Automatic DNA Diagnosis for 1D Gel Electrophoresis Images using Bio-image Processing Technique
© Intarapanich et al. 2015
Published: 9 December 2015
DNA gel electrophoresis is a molecular biology technique for separating different sizes of DNA fragments. Applications of DNA gel electrophoresis include DNA fingerprinting (genetic diagnosis), size estimation of DNA, and DNA separation for Southern blotting. Accurate interpretation of DNA banding patterns from electrophoretic images can be laborious and error prone when a large number of bands are interrogated manually. Although many bio-imaging techniques have been proposed, none of them can fully automate the typing of DNA owing to the complexities of migration patterns typically obtained.
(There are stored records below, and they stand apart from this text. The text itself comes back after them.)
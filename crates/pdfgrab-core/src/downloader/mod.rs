//! Validated single-document downloader.
//!
//! For each URL: derive the target path, skip if a file is already there,
//! GET through a [`Transport`], accept only a non-empty `200` PDF response,
//! and persist it atomically. Nothing is retried.

mod response;

pub use response::{check_response, PDF_CONTENT_TYPE};

use std::path::PathBuf;
use thiserror::Error;

use crate::fetch::{Transport, TransportError};
use crate::storage;
use crate::url_model::{sanitize_url_filename, FilenameError};

/// What happened to a URL that did not fail.
#[derive(Debug, Clone, PartialEq, Eq)]
pub enum Outcome {
    Downloaded { path: PathBuf, bytes: u64 },
    /// A regular file already exists at the target path; no request was made.
    SkippedExisting { path: PathBuf },
}

/// Why a URL was abandoned.
#[derive(Debug, Error)]
pub enum DownloadError {
    #[error("cannot name file: {0}")]
    Filename(#[from] FilenameError),
    #[error("request failed: {0}")]
    Transport(#[from] TransportError),
    #[error("HTTP {0}")]
    HttpStatus(u32),
    #[error("invalid content type {content_type:?} (expected application/pdf)")]
    ContentType { content_type: String },
    #[error("empty response body")]
    EmptyBody,
    #[error("storage: {0:#}")]
    Storage(anyhow::Error),
}

/// Downloads URLs into a single output directory.
pub struct Downloader<T> {
    transport: T,
    output_dir: PathBuf,
}

impl<T: Transport> Downloader<T> {
    pub fn new(transport: T, output_dir: impl Into<PathBuf>) -> Self {
        Self {
            transport,
            output_dir: output_dir.into(),
        }
    }

    /// Target path for `filename` inside the output directory (always lowercase).
    pub fn target_path(&self, filename: &str) -> PathBuf {
        self.output_dir.join(filename.to_lowercase())
    }

    /// Downloads `url` under its sanitized filename.
    pub fn download(&self, url: &str) -> Result<Outcome, DownloadError> {
        let filename = sanitize_url_filename(url)?;
        self.download_as(url, &filename)
    }

    /// Downloads `url` to `filename` inside the output directory.
    pub fn download_as(&self, url: &str, filename: &str) -> Result<Outcome, DownloadError> {
        let path = self.target_path(filename);
        if storage::is_existing_file(&path) {
            return Ok(Outcome::SkippedExisting { path });
        }

        let response = self.transport.get(url)?;
        let body = check_response(response)?;

        let bytes = storage::write_atomic(&path, &body).map_err(DownloadError::Storage)?;
        Ok(Outcome::Downloaded { path, bytes })
    }
}
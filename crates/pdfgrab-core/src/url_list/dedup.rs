//! Order-preserving duplicate removal.

use std::collections::HashSet;

/// Keeps the first occurrence of each entry. Comparison is exact: no case,
/// whitespace or trailing-slash normalization.
pub fn dedup_preserving_order(entries: Vec<String>) -> Vec<String> {
    let mut seen = HashSet::with_capacity(entries.len());
    entries
        .into_iter()
        .filter(|entry| seen.insert(entry.clone()))
        .collect()
}
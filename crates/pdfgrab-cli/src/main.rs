use clap::Parser;
use pdfgrab_core::logging;

mod cli;

use crate::cli::Cli;

fn main() {
    let cli = Cli::parse();

    // Initialize logging as early as possible.
    if cli.log_file {
        if let Err(err) = logging::init_logging() {
            logging::init_logging_stderr();
            tracing::warn!("log file unavailable, logging to stderr: {:#}", err);
        }
    } else {
        logging::init_logging_stderr();
    }

    if let Err(err) = cli.run() {
        eprintln!("pdfgrab error: {:#}", err);
        std::process::exit(1);
    }
}
//! CLI for the pdfgrab batch downloader.

mod commands;

use anyhow::Result;
use clap::{Parser, Subcommand};
use pdfgrab_core::config::{self, PdfgrabConfig};
use std::path::PathBuf;

use commands::{run_batch, run_filename, run_resolve, RunOverrides};

/// Top-level CLI for pdfgrab.
#[derive(Debug, Parser)]
#[command(name = "pdfgrab")]
#[command(about = "pdfgrab: download the PDFs listed in a URL file", long_about = None)]
pub struct Cli {
    /// Config file to use instead of ~/.config/pdfgrab/config.toml.
    #[arg(long, global = true, value_name = "PATH")]
    pub config: Option<PathBuf>,

    /// Append logs to ~/.local/state/pdfgrab/pdfgrab.log instead of stderr.
    #[arg(long, global = true)]
    pub log_file: bool,

    /// Defaults to `run` when omitted.
    #[command(subcommand)]
    pub command: Option<CliCommand>,
}

#[derive(Debug, Subcommand)]
pub enum CliCommand {
    /// Download every PDF in the URL list (the default command).
    Run {
        /// URL list to read (one URL or root-relative path per line).
        #[arg(long, value_name = "PATH")]
        input: Option<PathBuf>,
        /// Directory that receives the PDFs.
        #[arg(long, value_name = "DIR")]
        output_dir: Option<PathBuf>,
        /// Scheme + host prepended to relative entries, e.g. https://example.com.
        #[arg(long, value_name = "URL")]
        base_domain: Option<String>,
        /// Per-request timeout in seconds (at least 1).
        #[arg(long, value_name = "SECS", value_parser = clap::value_parser!(u64).range(1..))]
        timeout_secs: Option<u64>,
    },

    /// Print the filename a URL would be saved under.
    Filename {
        /// Absolute URL.
        url: String,
    },

    /// Print the absolute URL a list entry resolves to.
    Resolve {
        /// Entry as it would appear in the URL list.
        entry: String,
    },
}

impl Cli {
    pub fn run(self) -> Result<()> {
        let cfg = self.load_config()?;
        tracing::debug!("loaded config: {:?}", cfg);

        let command = self.command.unwrap_or(CliCommand::Run {
            input: None,
            output_dir: None,
            base_domain: None,
            timeout_secs: None,
        });

        match command {
            CliCommand::Run {
                input,
                output_dir,
                base_domain,
                timeout_secs,
            } => {
                let overrides = RunOverrides {
                    input,
                    output_dir,
                    base_domain,
                    timeout_secs,
                };
                run_batch(overrides.apply(cfg))?;
            }
            CliCommand::Filename { url } => run_filename(&url)?,
            CliCommand::Resolve { entry } => run_resolve(&cfg, &entry)?,
        }

        Ok(())
    }

    fn load_config(&self) -> Result<PdfgrabConfig> {
        match &self.config {
            Some(path) => config::load_from_path(path),
            None => Ok(config::load_or_init().unwrap_or_else(|e| {
                tracing::warn!("using built-in defaults, config unavailable: {:#}", e);
                PdfgrabConfig::default()
            })),
        }
    }
}

#[cfg(test)]
mod tests;
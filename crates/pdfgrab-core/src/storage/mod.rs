//! Output directory and file lifecycle.
//!
//! Bodies are written to `<target>.part`, synced, then renamed onto the target
//! so an interrupted write never leaves a truncated document under its final name.

mod writer;

pub use writer::PartFile;

use anyhow::{Context, Result};
use std::path::{Path, PathBuf};

/// Temporary file suffix used before atomic rename.
pub const TEMP_SUFFIX: &str = ".part";

/// Path for the temp file: appends `.part` to the final path (e.g. `a.pdf` → `a.pdf.part`).
pub fn temp_path(final_path: &Path) -> PathBuf {
    let mut o = final_path.as_os_str().to_owned();
    o.push(TEMP_SUFFIX);
    PathBuf::from(o)
}

/// Creates `dir` (and parents) if it does not exist yet.
pub fn ensure_output_dir(dir: &Path) -> Result<()> {
    if dir.is_dir() {
        return Ok(());
    }
    std::fs::create_dir_all(dir)
        .with_context(|| format!("failed to create output directory {}", dir.display()))?;
    tracing::info!("created output directory {}", dir.display());
    Ok(())
}

/// True if `path` exists and is not a directory.
pub fn is_existing_file(path: &Path) -> bool {
    std::fs::metadata(path).is_ok_and(|m| !m.is_dir())
}

/// Writes `data` to `final_path` via a synced temp file and rename.
/// On failure the temp file is removed and `final_path` is untouched.
pub fn write_atomic(final_path: &Path, data: &[u8]) -> Result<u64> {
    let mut part = PartFile::create(final_path)?;
    if let Err(e) = part.write_all(data).and_then(|()| part.sync()) {
        part.discard();
        return Err(e);
    }
    part.finalize(final_path)?;
    Ok(data.len() as u64)
}
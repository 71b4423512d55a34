//! URL list input: reading the entries file and dropping repeated entries.

mod dedup;
mod read;

pub use dedup::dedup_preserving_order;
pub use read::{read_entries, read_entries_from};

use std::path::Path;

/// Reads `path` and returns its entries with duplicates removed, first occurrence kept.
pub fn load_unique_entries(path: &Path) -> Vec<String> {
    let entries = read_entries(path);
    let read = entries.len();
    let unique = dedup_preserving_order(entries);
    tracing::debug!(
        path = %path.display(),
        read,
        unique = unique.len(),
        "loaded URL list"
    );
    unique
}
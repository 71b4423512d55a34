//! `pdfgrab run` – download every PDF in the URL list.

use anyhow::Result;
use pdfgrab_core::batch;
use pdfgrab_core::config::PdfgrabConfig;
use pdfgrab_core::fetch::CurlTransport;
use std::path::PathBuf;

/// Command-line values that replace config file fields for this run.
#[derive(Debug, Clone, Default, PartialEq, Eq)]
pub struct RunOverrides {
    pub input: Option<PathBuf>,
    pub output_dir: Option<PathBuf>,
    pub base_domain: Option<String>,
    pub timeout_secs: Option<u64>,
}

impl RunOverrides {
    pub fn apply(self, mut cfg: PdfgrabConfig) -> PdfgrabConfig {
        if let Some(input) = self.input {
            cfg.input_path = input;
        }
        if let Some(dir) = self.output_dir {
            cfg.output_dir = dir;
        }
        if let Some(base) = self.base_domain {
            cfg.base_domain = base;
        }
        if let Some(secs) = self.timeout_secs {
            cfg.request_timeout_secs = secs;
        }
        cfg
    }
}

/// Per-URL failures are logged and counted; they never make the command fail.
pub fn run_batch(cfg: PdfgrabConfig) -> Result<()> {
    cfg.validate()?;
    tracing::info!(
        input = %cfg.input_path.display(),
        output = %cfg.output_dir.display(),
        base_domain = %cfg.base_domain,
        "starting batch"
    );
    let transport = CurlTransport::from_config(&cfg);
    let summary = batch::run_batch(&cfg, transport);
    println!("{}", summary);
    Ok(())
}
//! Turns URL list entries into absolute URLs using the configured base domain.

use thiserror::Error;
use url::Url;

/// Why an entry could not be resolved to an absolute URL.
#[derive(Debug, Clone, PartialEq, Eq, Error)]
pub enum ResolveError {
    #[error("empty entry")]
    Empty,
    /// The entry looks absolute but does not parse. It is skipped rather than
    /// prefixed with the base domain.
    #[error("malformed URL {entry:?}: {source}")]
    Malformed {
        entry: String,
        #[source]
        source: url::ParseError,
    },
}

/// Resolves one entry against `base_domain` (scheme + host, e.g. `https://site.test`).
///
/// Entries with a host are returned as-is (surrounding whitespace trimmed).
/// Relative entries and host-less URLs get the base domain prepended with
/// exactly one `/` in between. Protocol-relative entries (`//host/path`)
/// borrow the base domain's scheme.
pub fn resolve_entry(entry: &str, base_domain: &str) -> Result<String, ResolveError> {
    let entry = entry.trim();
    if entry.is_empty() {
        return Err(ResolveError::Empty);
    }

    match Url::parse(entry) {
        Ok(parsed) if parsed.host_str().is_some_and(|h| !h.is_empty()) => Ok(entry.to_string()),
        Ok(_) => Ok(join(base_domain, entry)),
        Err(url::ParseError::RelativeUrlWithoutBase) => {
            if entry.starts_with("//") {
                Ok(format!("{}:{}", base_scheme(base_domain), entry))
            } else {
                Ok(join(base_domain, entry))
            }
        }
        Err(source) => Err(ResolveError::Malformed {
            entry: entry.to_string(),
            source,
        }),
    }
}

fn join(base_domain: &str, relative: &str) -> String {
    format!(
        "{}/{}",
        base_domain.trim_end_matches('/'),
        relative.trim_start_matches('/')
    )
}

fn base_scheme(base_domain: &str) -> &str {
    base_domain
        .split_once("://")
        .map(|(scheme, _)| scheme)
        .unwrap_or("https")
}
/// The five CSS selectors that locate one source's listing fields.
pub struct SelectorSet {
    pub card: &'static str,
    pub title: &'static str,
    pub company: &'static str,
    pub location: &'static str,
    pub link: &'static str,
}

pub struct SourceConfig {
    pub name: &'static str,
    pub base_url: &'static str,
    pub search_urls: &'static [&'static str],
    pub selectors: SelectorSet,
}

impl SourceConfig {
    /// Display form of the source name, first letter of each word capitalized.
    pub fn display_name(&self) -> String {
        self.name
            .split_whitespace()
            .map(|word| {
                let mut chars = word.chars();
                match chars.next() {
                    Some(first) => first.to_uppercase().collect::<String>() + chars.as_str(),
                    None => String::new(),
                }
            })
            .collect::<Vec<String>>()
            .join(" ")
    }
}

/// Static registry of the job boards being scraped. Changing endpoints or
/// selectors means redeploying this table.
pub fn source_registry() -> Vec<SourceConfig> {
    vec![
        SourceConfig {
            name: "wuzzuf",
            base_url: "https://wuzzuf.net",
            search_urls: &[
                "https://wuzzuf.net/search/jobs/?q=artificial+intelligence",
                "https://wuzzuf.net/search/jobs/?q=machine+learning",
                "https://wuzzuf.net/search/jobs/?q=data+scientist",
            ],
            selectors: SelectorSet {
                card: "div.css-1gatmva",
                title: "h2.css-m604qf",
                company: "div.css-d7j1kk",
                location: "span.css-5wys0k",
                link: "a.css-o171kl",
            },
        },
        SourceConfig {
            name: "naukrigulf",
            base_url: "https://www.naukrigulf.com",
            search_urls: &[
                "https://www.naukrigulf.com/artificial-intelligence-jobs",
                "https://www.naukrigulf.com/machine-learning-jobs",
            ],
            selectors: SelectorSet {
                card: "div.row",
                title: "a.title",
                company: "div.orgName",
                location: "span.loc",
                link: "a.title",
            },
        },
        SourceConfig {
            name: "gulftalent",
            base_url: "https://www.gulftalent.com",
            search_urls: &[
                "https://www.gulftalent.com/jobs/artificial-intelligence",
                "https://www.gulftalent.com/jobs/machine-learning",
            ],
            selectors: SelectorSet {
                card: "div.job-item",
                title: "a.job-title",
                company: "div.company",
                location: "div.location",
                link: "a.job-title",
            },
        },
    ]
}

#[cfg(test)]
mod tests {
    use url::Url;

    use super::source_registry;

    #[test]
    fn display_name_capitalizes_each_word() {
        let registry = source_registry();
        let wuzzuf = registry.iter().find(|s| s.name == "wuzzuf").unwrap();

        assert_eq!(wuzzuf.display_name(), "Wuzzuf");
    }

    #[test]
    fn registry_entries_are_complete() {
        let registry = source_registry();

        assert_eq!(registry.len(), 3);
        for source in registry {
            assert!(!source.search_urls.is_empty());
            assert!(Url::parse(source.base_url).is_ok());
            assert!(!source.selectors.card.is_empty());
            assert!(!source.selectors.title.is_empty());
        }
    }
}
We developed an image-processing tool that automatically calls genotypes from DNA gel electrophoresis images. The image processing workflow comprises three main steps: 1) lane segmentation, 2) extraction of DNA bands and 3) band genotyping classification. The tool was originally intended to facilitate large-scale genotyping analysis of sugarcane cultivars. We tested the proposed tool on 10 gel images (433 cultivars) obtained from polyacrylamide gel electrophoresis (PAGE) of PCR amplicons for detecting intron length polymorphisms (ILP) on one locus of the sugarcanes. These gel images demonstrated many challenges in automated lane/band segmentation in image processing including lane distortion, band deformity, high degree of noise in the background, and bands that are very close together (doublets). Using the proposed bio-imaging workflow, lanes and DNA bands contained within are properly segmented, even for adjacent bands with aberrant migration that cannot be separated by conventional techniques. The software, called GELect, automatically performs genotype calling on each lane by comparing with an all-banding reference, which was created by clustering the existing bands into the non-redundant set of reference bands. The automated genotype calling results were verified by independent manual typing by molecular biologists.
This work presents an automated genotyping tool from DNA gel electrophoresis images, called GELect, which was written in Java and made available through the imageJ framework. With a novel automated image processing workflow, the tool can accurately segment lanes from a gel matrix, intelligently extract distorted and even doublet bands that are difficult to identify by existing image processing tools. Consequently, genotyping from DNA gel electrophoresis can be performed automatically allowing users to efficiently conduct large scale DNA fingerprinting via DNA gel electrophoresis. The software is freely available from http://www.biotec.or.th/gi/tools/gelect.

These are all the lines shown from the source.